Something needs to happen with shared, and soon.

Walter Bright newshound2 at digitalmars.com
Wed Nov 14 03:00:35 PST 2012


On 11/14/2012 2:49 AM, Benjamin Thaut wrote:
> Am 14.11.2012 11:42, schrieb Walter Bright:
>> On 11/14/2012 1:23 AM, Benjamin Thaut wrote:
>>> Could you please give an example where it would break?
>>
>> Thread 1:
>>    1. create shared object
>>    2. pass reference to that object to Thread 2
>>    3. destroy object
>>
>> Thread 2:
>>    1. manipulate that object
>>
>
> But for passing a reference to a value type you would have to use a pointer,
> correct? And pointers are a unsafe feature anyway...
> I don't see your point.

Pointers are safe. It's pointer arithmetic that is not (and escaping pointers).
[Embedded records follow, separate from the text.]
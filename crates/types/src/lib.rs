//! Core types for the swarm-market simulation.
//!
//! This crate provides the shared data types used across the
//! simulation: participant identifiers and archetype tags, option
//! contracts, loan accounting, and the messages exchanged over the
//! simulation's relations.
//!
//! All monetary and volume quantities are `f64`: the market model is
//! a continuous dynamical system (price impact, Black-Scholes
//! valuation, polynomial forecasting), and participants may trade
//! fractional volumes.

pub mod ids;
pub mod loan;
pub mod messages;
pub mod option;

pub use ids::{AgentId, Archetype, Tick};
pub use loan::Loan;
pub use messages::{BorrowOutcome, BorrowRequest, LoanRepayment, OpinionShared, OptionBought};
pub use option::{OptionContract, OptionKind};
//! Agent-based market simulation engine.
//!
//! Assembles the participant population from a [`SimConfig`], wires the
//! opinion network, and advances the market tick by tick: opinions
//! spread, credit is served, options age, participants trade, the
//! aggregate order flow moves the price, and books revalue. One tick is
//! one simulated trading day.
//!
//! Price formation is linear impact: the price moves by net demand per
//! participant, scaled by the market-depth parameter lambda. There is no
//! order book; every trade fills at the current price, and the cost of
//! trading is the impact itself.
//!
//! # Example
//! ```
//! use simulation::{SimConfig, Simulation};
//!
//! let config = SimConfig::smoke().seed(42);
//! let mut sim = Simulation::new(config).expect("valid config");
//! let summary = sim.run(25);
//! assert!(summary.final_price >= 0.0);
//! ```
//!
//! With the `parallel` feature enabled, agent phases fan out over a
//! rayon thread pool; runs stay reproducible for a given seed because
//! every agent draws from its own RNG stream and results are collected
//! in slot order.

mod config;
mod market;
mod metrics;
mod parallel;
mod runner;
mod topology;

pub use config::{ConfigError, SimConfig};
pub use market::MarketState;
pub use metrics::{RunSummary, TickRecord};
pub use runner::Simulation;
pub use topology::OpinionGraph;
> And if the use of pointers is allowed, I can make the same case break in a
> single threaded environment without shared.

1. You can't escape pointers in safe code (well, it's a bug if you do).

2. If the struct is on the heap, it is only destructed if there are no 
references to it in any thread. If it is not on the heap, and you are in safe 
code, it should always be destructed safely when it goes out of scope.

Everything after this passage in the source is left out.